Après avoir fait de nombreux zigzags et traversé plusieurs ravins pour fuir les tsétsé, Livingstone et ses compagnons arrivèrent sur les bords du Chobé, cours d’eau de première grandeur qui prend sa source à cinq ou six cents kilomètres au nord-ouest et va se perdre dans le Zambèse. Ils le remontèrent pendant une journée et atteignirent Linyanti, ville de sept à huit mille âmes, située sous le 18° 17’ de latitude sud et le 21° 30’ de longitude est, et capitale de l’empire de Sebitouané. Ce chef était alors à Naliele, à près de cent lieues plus au nord. Dès qu’il eut appris l’arrivée du blanc, il se hâta de revenir sur ses pas. Livingstone alla à sa rencontre, et le trouva dans une île du Chobé, entouré de ses principaux officiers, auxquels il donnait une leçon de musique vocale. La mélodie ne blessait pas trop les oreilles. Sebitouané reçut l’Européen avec une grande affabilité, l’assura de sa protection, et l’autorisa à se fixer dans le lieu qui lui paraîtrait le plus agréable. Ce chef appartenait à la famille des Béchouanas et se trouvait alors à 1,500 kilomètres du lieu de sa naissance. Expulsé de son pays par les vicissitudes de la guerre, il était parvenu, à force de persévérance, d’énergie et d’habileté, à fonder une sorte d’empire sur les deux rives du Zambèse. Il mourut d’une fluxion de poitrine peu après son entrevue avec Livingstone, laissant ses états à sa fille Mamokisané. Celle-ci s’empressa de renouveler l’autorisation que son père avait accordée au missionnaire anglais. Il en profita pour s’avancer dans la direction du nord-est, et le 30 juin 1851 il arrivait à Séchéké, ville située sur le bord du Zambèse, sous le 17° 31’ de latitude sud et le 22° 53’ de longitude est. Livingstone corrigeait par cette découverte les cartes portugaises, qui plaçaient plus à l’est les sources de ce fleuve.

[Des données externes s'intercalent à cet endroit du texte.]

//! Loading plugin libraries into the process.
//!
//! Every load goes through the [`PluginSecurityVerifier`] first; the library
//! is only opened once the verifier accepts it. A loaded plugin is kept as a
//! handle owning the plugin instance and an `Arc<PluginLibrary>`. That `Arc`
//! is the ownership token: every backend the plugin produces travels with a
//! clone of it, so the library stays mapped while any of those backends is
//! alive.

use std::collections::BTreeMap;
use std::path::{Path, PathBuf};
use std::sync::Arc;

use parking_lot::Mutex;
use serde::Serialize;
use strata_accel_core::{
    AccelError, AccelResult, BackendType, DynLib, GeoBackend, GraphBackend, VectorBackend,
    CORE_VERSION,
};

use crate::abi::{
    core_versions_compatible, BackendPlugin, PluginDeclaration, DECLARATION_SYMBOL,
    PLUGIN_ABI_VERSION,
};
use crate::backed::PluginBacked;
use crate::audit::{PluginSecurityEvent, SecurityEventKind, Severity};
use crate::policy::PluginTrustLevel;
use crate::verifier::{PluginSecurityVerifier, VerificationOutcome};

/// File name prefix of plugin libraries.
pub const PLUGIN_PREFIX: &str = "strata_accel_";

/// True when `path` names a plugin library for this platform:
/// `strata_accel_*` or `libstrata_accel_*` with the native extension.
pub fn is_plugin_file(path: &Path) -> bool {
    let Some(name) = path.file_name().and_then(|n| n.to_str()) else {
        return false;
    };
    let prefixed = name.starts_with(PLUGIN_PREFIX)
        || name
            .strip_prefix("lib")
            .is_some_and(|rest| rest.starts_with(PLUGIN_PREFIX));
    prefixed
        && path
            .extension()
            .is_some_and(|ext| ext == std::env::consts::DLL_EXTENSION)
}

/// Ownership token of a loaded plugin.
///
/// Holds the dynamic library (absent for statically linked plugins). The
/// library is closed when the last clone is dropped.
pub struct PluginLibrary {
    plugin_name: String,
    path: Option<PathBuf>,
    lib: Option<DynLib>,
}

impl PluginLibrary {
    /// Name of the plugin this library belongs to
    pub fn plugin_name(&self) -> &str {
        &self.plugin_name
    }

    /// Path the library was loaded from, `None` for static plugins
    pub fn path(&self) -> Option<&Path> {
        self.path.as_deref()
    }

    /// True when backed by a dynamically loaded library
    pub fn is_dynamic(&self) -> bool {
        self.lib.is_some()
    }
}

impl std::fmt::Debug for PluginLibrary {
    fn fmt(&self, f: &mut std::fmt::Formatter<'_>) -> std::fmt::Result {
        f.debug_struct("PluginLibrary")
            .field("plugin_name", &self.plugin_name)
            .field("path", &self.path)
            .finish()
    }
}

impl Drop for PluginLibrary {
    fn drop(&mut self) {
        if let Some(lib) = self.lib.take() {
            tracing::debug!(
                target: "strata::accel::plugin",
                plugin = %self.plugin_name,
                library = lib.name(),
                "Closing plugin library"
            );
        }
    }
}

/// Read-only description of a loaded plugin.
#[derive(Debug, Clone, PartialEq, Serialize)]
pub struct PluginInfo {
    /// Declared plugin name
    pub name: String,
    /// Declared plugin version
    pub version: String,
    /// Technology of the plugin's backends
    pub backend_type: BackendType,
    /// Library path, `None` for static plugins
    pub path: Option<PathBuf>,
    /// Hex SHA-256 of the library file
    pub hash: Option<String>,
    /// Trust level granted at verification
    pub trust_level: Option<PluginTrustLevel>,
}

/// Backends produced by one plugin, with the token that keeps its code mapped.
pub struct PluginBackends {
    /// Vector backend, if the plugin provides one
    pub vector: Option<Arc<dyn VectorBackend>>,
    /// Graph backend, if the plugin provides one
    pub graph: Option<Arc<dyn GraphBackend>>,
    /// Geo backend, if the plugin provides one
    pub geo: Option<Arc<dyn GeoBackend>>,
    /// Ownership token
    pub library: Arc<PluginLibrary>,
}

impl PluginBackends {
    /// Number of backends produced
    pub fn count(&self) -> usize {
        usize::from(self.vector.is_some())
            + usize::from(self.graph.is_some())
            + usize::from(self.geo.is_some())
    }
}

struct PluginHandle {
    // Field order is drop order: the instance goes before its library.
    plugin: Box<dyn BackendPlugin>,
    library: Arc<PluginLibrary>,
    info: PluginInfo,
}

impl PluginHandle {
    fn live_backends(&self) -> usize {
        Arc::strong_count(&self.library) - 1
    }
}

/// Loads, tracks and unloads backend plugins.
pub struct PluginLoader {
    verifier: Arc<PluginSecurityVerifier>,
    plugins: Mutex<BTreeMap<String, PluginHandle>>,
}

impl Default for PluginLoader {
    fn default() -> Self {
        Self::new(Arc::new(PluginSecurityVerifier::default()))
    }
}

impl std::fmt::Debug for PluginLoader {
    fn fmt(&self, f: &mut std::fmt::Formatter<'_>) -> std::fmt::Result {
        f.debug_struct("PluginLoader")
            .field("plugins", &self.plugins.lock().keys().collect::<Vec<_>>())
            .finish()
    }
}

Convaincu cependant de l’impossibilité de continuer son voyage d’exploration avec sa famille, Livingstone prend le parti de revenir au Cap, où il l’embarque pour l’Europe. Il passe deux mois dans cette ville moins pour se reposer que pour perfectionner les connaissances astronomiques qui devaient faciliter ses observations. Il était dès lors bien décidé à pousser ses investigations jusqu’au bout dans ces vastes espaces qui l’attiraient invinciblement.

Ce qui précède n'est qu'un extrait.